SEEN ON A BRILLIANT EARLY MORNING, glittering  beneath a rim of snow-dipped peaks, the Italian lakes come pretty close to heaven. Heart-stoppingly beautiful, wreathed in Alpine air and fringed in lush gardens, their shifting choreography of mist, mountains and water can turn the coolest soul into an incurable romantic.

The lakes of Garda, Como, Maggiore and Iseo – not to mention pocket-sized Orta – are the perfect antidote to city life. You can chug your way around the lakes on a steamer, calling in at tiny ports and stopping off where the fancy takes you for a lakeside picnic or a bottle of local Bardolino wine.

Generally reckoned to be the loveliest is Lake Como, whose famously glamorous shores lap at the jetties of opulent Belle Epoque villas. Wordsworth thought it “a treasure which the earth keeps to itself,” though that’s not the case these days.
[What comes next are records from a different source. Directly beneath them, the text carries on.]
//! JSON-file backed key-value store

use async_trait::async_trait;
use bridge_traits::{
    error::{BridgeError, Result},
    storage::KeyValueStore,
};
use std::collections::BTreeMap;
use std::path::{Path, PathBuf};
use tokio::sync::Mutex;
use tracing::{debug, warn};

const DEFAULT_APP_DIR: &str = "gateway-client";
const DEFAULT_FILE_NAME: &str = "session.json";

/// Stores every key in one JSON object on disk.
///
/// The file is read lazily on first access and rewritten in full on each
/// mutation, via a temporary file and rename so a crash never leaves a
/// half-written record behind. A file that fails to parse is logged and
/// treated as empty.
pub struct FileKeyValueStore {
    path: PathBuf,
    cache: Mutex<Option<BTreeMap<String, String>>>,
}

impl FileKeyValueStore {
    pub fn new(path: impl Into<PathBuf>) -> Self {
        Self {
            path: path.into(),
            cache: Mutex::new(None),
        }
    }

    /// `<data dir>/gateway-client/session.json`
    pub fn default_location() -> Result<Self> {
        let data_dir = dirs::data_dir().ok_or_else(|| {
            BridgeError::NotAvailable("Platform data directory could not be determined".into())
        })?;
        Ok(Self::new(
            data_dir.join(DEFAULT_APP_DIR).join(DEFAULT_FILE_NAME),
        ))
    }

    pub fn path(&self) -> &Path {
        &self.path
    }

    async fn load(&self) -> Result<BTreeMap<String, String>> {
        let raw = match tokio::fs::read(&self.path).await {
            Ok(raw) => raw,
            Err(e) if e.kind() == std::io::ErrorKind::NotFound => return Ok(BTreeMap::new()),
            Err(e) => return Err(e.into()),
        };

        match serde_json::from_slice(&raw) {
            Ok(map) => Ok(map),
            Err(e) => {
                warn!(path = %self.path.display(), error = %e, "Ignoring unreadable storage file");
                Ok(BTreeMap::new())
            }
        }
    }

    async fn persist(&self, map: &BTreeMap<String, String>) -> Result<()> {
        if let Some(parent) = self.path.parent() {
            tokio::fs::create_dir_all(parent).await?;
        }

        let json = serde_json::to_vec_pretty(map)
            .map_err(|e| BridgeError::Storage(format!("Failed to encode storage file: {}", e)))?;

        let tmp = self.path.with_extension("json.tmp");
        tokio::fs::write(&tmp, json).await?;
        tokio::fs::rename(&tmp, &self.path).await?;

        debug!(path = %self.path.display(), keys = map.len(), "Wrote storage file");
        Ok(())
    }

    /// Apply `mutate` to the cached map and write the result.
    ///
    /// The cache is only updated once the write succeeded.
    async fn update<F>(&self, mutate: F) -> Result<()>
    where
        F: FnOnce(&mut BTreeMap<String, String>) -> bool + Send,
    {
        let mut guard = self.cache.lock().await;
        let mut map = match guard.as_ref() {
            Some(map) => map.clone(),
            None => self.load().await?,
        };

        if mutate(&mut map) {
            self.persist(&map).await?;
        }
        *guard = Some(map);
        Ok(())
    }
}

#[async_trait]
impl KeyValueStore for FileKeyValueStore {
    async fn get_string(&self, key: &str) -> Result<Option<String>> {
        let mut guard = self.cache.lock().await;
        if guard.is_none() {
            *guard = Some(self.load().await?);
        }
        Ok(guard.as_ref().and_then(|map| map.get(key).cloned()))
    }

    async fn set_string(&self, key: &str, value: &str) -> Result<()> {
        self.update(|map| {
            map.insert(key.to_string(), value.to_string());
            true
        })
        .await
    }

    async fn remove(&self, key: &str) -> Result<()> {
        self.update(|map| map.remove(key).is_some()).await
    }

    async fn set_many(&self, entries: &[(String, String)]) -> Result<()> {
        self.update(|map| {
            for (key, value) in entries {
                map.insert(key.clone(), value.clone());
            }
            !entries.is_empty()
        })
        .await
    }

    async fn remove_many(&self, keys: &[String]) -> Result<()> {
        self.update(|map| {
            let mut changed = false;
            for key in keys {
                changed |= map.remove(key).is_some();
            }
            changed
        })
        .await
    }
}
While visitors in the early 1900s had to scale the Simplon Pass to reach this scenic corner of Italy, Como is now within easy reach of Europe’s top ski resorts and the great cities of Milan, Turin and Bergamo. And celebrities including George Clooney have famously bought their holiday homes there.

Como’s jewels include Varenna, whose tiny alleyways tumble down to the pine-shaded lakefront, and from where you can drift off across the lake on a steamer. Bellagio, poised centre-stage just where Como’s two long arms join up, is a tableau of leafy promenades and streets of pastel-painted fin-de-siècle houses.  Other compelling spots along the lake include Tremezzo, where a trip to the neo-classical Villa Carlotta is a must. 

Lake Garda is another visual cracker, and the ideal summertime base for music fans visiting Verona’s famous opera festival. Its Riviera shoreline is lined with pretty resorts, and there’s no better way to while away a sunny afternoon than taking one of the steamers on a full round-the-lake cruise.

The tourist honeypot of Sirmione has an undeniably lovely setting, while Gardone retains its olden-days elegance. Watersports fans can head for Gargnano, famous for its annual sailing race, or hop on a boat to Malcesine, famous for its steep funicular climbing the slopes of Monte Baldo
Lake Maggiore is also a great gateway to some of Europe’s grandest mountain scenery. Its lofty palms and oleander-lined promenades give it more of a Mediterranean vibe, and you can hop on a ferry to Isola Bella in the lake’s centre to visit the Borromean family palazzo and their over-the-top Baroque gardens – a riot of fountains and cherubs.

The perfect urban launchpad for the lakes is of course Milan – Italy’s swish design capital. Flex your plastic in the Giorgio Armani superstore on Via Manzoni or the original Prada shop in Galleria Vittorio Emanuele. For a cultural fix, buy opera tickets for La Scala or admire the white marble Duomo and see Leonardo da Vinci’s Last Supper fresco. Round off a real supper afterwards with Milan’s most famous dessert – panettone studded with raisins and candied orange peel, washed down with a fiery local grappa chaser.